Re: [HACKERS] Partition-wise aggregation/grouping

From: Jeevan Chalke <jeevan(dot)chalke(at)enterprisedb(dot)com>
To: Robert Haas <robertmhaas(at)gmail(dot)com>
Cc: Ashutosh Bapat <ashutosh(dot)bapat(at)enterprisedb(dot)com>, Dilip Kumar <dilipbalaut(at)gmail(dot)com>, David Rowley <david(dot)rowley(at)2ndquadrant(dot)com>, Rajkumar Raghuwanshi <rajkumar(dot)raghuwanshi(at)enterprisedb(dot)com>, PostgreSQL Hackers <pgsql-hackers(at)postgresql(dot)org>
Subject: Re: [HACKERS] Partition-wise aggregation/grouping
Date: 2018-01-18 13:55:17
Message-ID: CAM2+6=UF7knvAUed59G-4HWJC+WewooRe23x5Egp1Sm7Poi4WQ@mail.gmail.com
Views: Raw Message | Whole Thread | Download mbox | Resend email
Thread:
Lists: pgsql-hackers

On Wed, Jan 17, 2018 at 1:18 AM, Robert Haas <robertmhaas(at)gmail(dot)com> wrote:

> On Tue, Jan 16, 2018 at 3:56 AM, Jeevan Chalke
> <jeevan(dot)chalke(at)enterprisedb(dot)com> wrote:
> > I will make your suggested changes that is merge create_sort_agg_path()
> and
> > create_hash_agg_path(). Will name that function as
> > create_sort_and_hash_agg_paths().
>
> I suggest add_paths_to_grouping_rel() and
> add_partial_paths_to_grouping_rel(), similar to what commit
> c44c47a773bd9073012935a29b0264d95920412c did with
> add_paths_to_append_rel().
>
> > Oops. My mistake. Missed. We should loop over the input rel's pathlist.
> >
> > Yep. With above change, the logic is very similar except
> > (1) isPartialAgg/can_sort case creates the partial paths and
> > (2) finalization step is not needed at this stage.
>
> I'm not sure what you mean by #1.
>

I mean, in case of isPartialAgg=true, we need to create a partial
aggregation path which has aggsplit=AGGSPLIT_INITIAL_SERIAL and should not
perform finalization at this stage. And thus add_paths_to_grouping_rel()
needs a flag to diffrentiate it. By adding that code chunk allows us to
reuse same function in both the cases i.e full and partial aggregation.

Attached patch with other review points fixed.

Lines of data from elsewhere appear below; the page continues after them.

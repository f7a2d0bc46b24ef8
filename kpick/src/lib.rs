pub mod config;
pub mod errors;
pub mod filters;
pub mod limits;
pub mod metrics;
pub mod results;
pub mod search;

pub use config::ScanConfig;
pub use errors::{ScanError, SearchResult};
pub use limits::{partition, ResourceGovernor};
pub use results::{FileScanResult, ResultAggregator, RunSummary, ScanReport};
pub use search::{scan, scan_with_hooks, ScanEngine, ScanHooks, ScanTarget};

> > I think it can be done by passing a flag to create_sort_agg_path() (or
> new
> > combo function) and making appropriate adjustments. Do you think
> addition of
> > this new flag should go in re-factoring patch or main PWA patch?
> > I think re-factoring patch.
>
> I think the refactoring patch should move the existing code into a new
> function without any changes, and then the main patch should add an
> additional argument to that function that allows for either behavior.
>
> By the way, I'm also a bit concerned about this:
>
> + /*
> + * For full aggregation, we are done with the partial
> paths. Just
> + * clear it out so that we don't try to create a
> parallel plan over it.
> + */
> + grouped_rel->partial_pathlist = NIL;
>
> I think that's being done for the same reason as mentioned at the
> bottom of the current code for create_grouping_paths(). They are only
> partially aggregated and wouldn't produce correct final results if
> some other planning step -- create_ordered_paths, or the code that
> sets up final_rel -- used them as if they had been fully agggregated.
> I'm worried that there might be an analogous danger for partition-wise
> aggregation -- that is, that the paths being inserted into the partial
> pathlists of the aggregate child rels might get reused by some later
> planning step which doesn't realize that the output they produce
> doesn't quite match up with the rel to which they are attached. You
> may have already taken care of that problem somehow, but we should
> make sure that it's fully correct and clearly commented. I don't
> immediately see why the isPartialAgg case should be any different from
> the !isPartialAgg case.
>

Actually I needed this because in case of full aggregation we already build
all final aggregation paths before performing Append operation. However,
when we do append in add_paths_to_append_rel(), it thinks that
partial_pathlist present in grouped_rel is finalized one exactly like you
mentioned above and thus we need to clear it out.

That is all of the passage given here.